Meme coins like Pepe, Wojack, and WSB have caught the attention of “degens,” risk-loving traders who bet big on obscure tokens. This high-stakes approach is not exclusive to crypto, as seen in Reddit’s Wall Street Bets community, but decentralized finance (DeFi) has undoubtedly fueled the meme coin frenzy.
Though meme coins aren’t new – Dogecoin, for example, was launched in 2013 as a joke – they’ve gained significant traction, inspiring a wave of dog-themed tokens like Shiba Inu and Bonk. According to CoinGecko, Dogecoin’s market cap currently hovers around $11 billion.
But what makes meme coins so risky? Lim Yu Qian of CoinGecko explains that these coins rely on internet cultural references and their ability to generate hype. Pepe, for instance, has seen a staggering 2,900% growth in just 17 days. Even rapper Soulja Boy has jumped on the bandwagon, tweeting about his Pepe investments.
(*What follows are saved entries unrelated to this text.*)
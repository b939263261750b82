use serde::{Deserialize, Serialize};

/// Whether a command runs as the app user or through the escalation shell.
#[derive(Debug, Clone, Copy, PartialEq, Eq)]
pub enum Privilege {
    Standard,
    Elevated,
}

/// What an allowlisted program may be used for.
#[derive(Debug, Clone, Copy, PartialEq, Eq)]
pub struct Capability {
    pub unprivileged: bool,
    pub privileged: bool,
}

impl Capability {
    pub const FULL: Self = Self {
        unprivileged: true,
        privileged: true,
    };

    pub const UNPRIVILEGED_ONLY: Self = Self {
        unprivileged: true,
        privileged: false,
    };

    pub fn permits(self, privilege: Privilege) -> bool {
        match privilege {
            Privilege::Standard => self.unprivileged,
            Privilege::Elevated => self.privileged,
        }
    }
}

/// Behavior of relative path resolution when canonicalization fails
#[derive(
    Debug, Clone, Copy, Default, PartialEq, Eq, Serialize, Deserialize, strum::EnumString,
)]
#[serde(rename_all = "lowercase")]
#[strum(serialize_all = "lowercase", ascii_case_insensitive)]
pub enum PathResolveMode {
    /// Fall back to the raw `cwd/path` concatenation
    #[default]
    Lenient,
    /// Canonicalize the parent instead; refuse the path if that fails too
    Strict,
}
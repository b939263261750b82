#![warn(clippy::all, clippy::pedantic)]
#![allow(
    clippy::missing_errors_doc,
    clippy::missing_panics_doc,
    clippy::unnecessary_literal_bound,
    clippy::module_name_repetitions,
    clippy::struct_field_names
)]

use anyhow::{Context, Result};
use clap::Parser;
use shellgate::Config;
use std::process::ExitCode;
use tracing_subscriber::FmtSubscriber;

mod app;
mod cli;

use cli::commands::Cli;

#[tokio::main]
async fn main() -> Result<ExitCode> {
    let cli = Cli::parse();
    let config = Config::load_or_init()?;

    // Logs go to stderr; `serve` owns stdout.
    let subscriber = FmtSubscriber::builder()
        .with_max_level(config.tracing_level()?)
        .with_writer(std::io::stderr)
        .finish();
    tracing::subscriber::set_global_default(subscriber)
        .context("setting default subscriber failed")?;

    app::dispatch::dispatch(cli, config).await
}
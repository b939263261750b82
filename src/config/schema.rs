use crate::error::ConfigError;
use crate::security::PathResolveMode;
use serde::{Deserialize, Serialize};
use std::path::PathBuf;

// ── Top-level config ──────────────────────────────────────────────

#[derive(Debug, Clone, Serialize, Deserialize)]
pub struct Config {
    /// Path to config.toml - computed from home, not serialized
    #[serde(skip)]
    pub config_path: PathBuf,

    /// App-private tree; `home/` under it seeds the initial session.
    #[serde(default)]
    pub data_dir: Option<PathBuf>,

    #[serde(default = "default_log_level")]
    pub log_level: String,

    #[serde(default)]
    pub execution: ExecutionConfig,

    #[serde(default)]
    pub paths: PathsConfig,

    #[serde(default)]
    pub allowlist: AllowlistConfig,

    #[serde(default)]
    pub download: DownloadConfig,

    #[serde(default)]
    pub environment: EnvironmentConfig,
}

fn default_log_level() -> String {
    "info".into()
}

impl Default for Config {
    fn default() -> Self {
        Self {
            config_path: PathBuf::new(),
            data_dir: None,
            log_level: default_log_level(),
            execution: ExecutionConfig::default(),
            paths: PathsConfig::default(),
            allowlist: AllowlistConfig::default(),
            download: DownloadConfig::default(),
            environment: EnvironmentConfig::default(),
        }
    }
}

impl Config {
    /// `data_dir` if set, else `data/` next to the config file.
    pub fn resolved_data_dir(&self) -> PathBuf {
        match &self.data_dir {
            Some(dir) => dir.clone(),
            None => self
                .config_path
                .parent()
                .map_or_else(|| PathBuf::from("data"), |p| p.join("data")),
        }
    }

    pub fn tracing_level(&self) -> Result<tracing::Level, ConfigError> {
        self.log_level
            .parse()
            .map_err(|_| ConfigError::Validation(format!("unknown log level '{}'", self.log_level)))
    }

    pub fn validate(&self) -> Result<(), ConfigError> {
        self.tracing_level()?;

        if self.download.timeout_secs == 0 {
            return Err(ConfigError::Validation(
                "download.timeout_secs must be greater than zero".into(),
            ));
        }
        if self.download.max_bytes == 0 {
            return Err(ConfigError::Validation(
                "download.max_bytes must be greater than zero".into(),
            ));
        }

        let user = &self.environment.user;
        if user.is_empty() || user.contains('/') || user.contains("..") {
            return Err(ConfigError::Validation(format!(
                "environment.user '{user}' is not a plain directory name"
            )));
        }
        Ok(())
    }
}

// ── Execution ─────────────────────────────────────────────────────

/// Values injected as `TERM` and `LANG` into unprivileged runs.
#[derive(Debug, Clone, Serialize, Deserialize)]
pub struct ExecutionConfig {
    #[serde(default = "default_term")]
    pub term: String,
    #[serde(default = "default_lang")]
    pub lang: String,
}

fn default_term() -> String {
    "xterm-256color".into()
}

fn default_lang() -> String {
    "en_US.UTF-8".into()
}

impl Default for ExecutionConfig {
    fn default() -> Self {
        Self {
            term: default_term(),
            lang: default_lang(),
        }
    }
}

// ── Paths ─────────────────────────────────────────────────────────

#[derive(Debug, Clone, Default, Serialize, Deserialize)]
pub struct PathsConfig {
    #[serde(default)]
    pub resolve_mode: PathResolveMode,
}

// ── Allowlist ─────────────────────────────────────────────────────

/// Narrowing-only adjustments to the built-in allowlist.
#[derive(Debug, Clone, Default, Serialize, Deserialize)]
pub struct AllowlistConfig {
    /// Built-in entries to remove entirely.
    #[serde(default)]
    pub disabled: Vec<String>,
    /// Built-in entries that lose their privileged capability.
    #[serde(default)]
    pub unprivileged_only: Vec<String>,
}

// ── Download ──────────────────────────────────────────────────────

#[derive(Debug, Clone, Serialize, Deserialize)]
pub struct DownloadConfig {
    #[serde(default = "default_download_timeout_secs")]
    pub timeout_secs: u64,
    #[serde(default = "default_download_max_bytes")]
    pub max_bytes: u64,
}

fn default_download_timeout_secs() -> u64 {
    30
}

fn default_download_max_bytes() -> u64 {
    512 * 1024 * 1024
}

impl Default for DownloadConfig {
    fn default() -> Self {
        Self {
            timeout_secs: default_download_timeout_secs(),
            max_bytes: default_download_max_bytes(),
        }
    }
}

// ── Environment setup ─────────────────────────────────────────────

#[derive(Debug, Clone, Serialize, Deserialize)]
pub struct EnvironmentConfig {
    /// Login name for the emulated `linux/home/<user>` tree.
    #[serde(default = "default_environment_user")]
    pub user: String,
}

fn default_environment_user() -> String {
    "user".into()
}

impl Default for EnvironmentConfig {
    fn default() -> Self {
        Self {
            user: default_environment_user(),
        }
    }
}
Despite the buzz, industry veterans like Thomas Kralow, founder of University Grade Trading Education, advise caution. Kralow likens meme coin investments to gambling, noting that they often lack the substance to maintain value once the hype fades.
Chen Arad, COO and co-founder of Solidus Labs, agrees, adding that hype and FOMO can create environments ripe for scams and price manipulation. While the potential for high gains may be tempting, Arad urges investors to exercise caution when considering meme coin investments.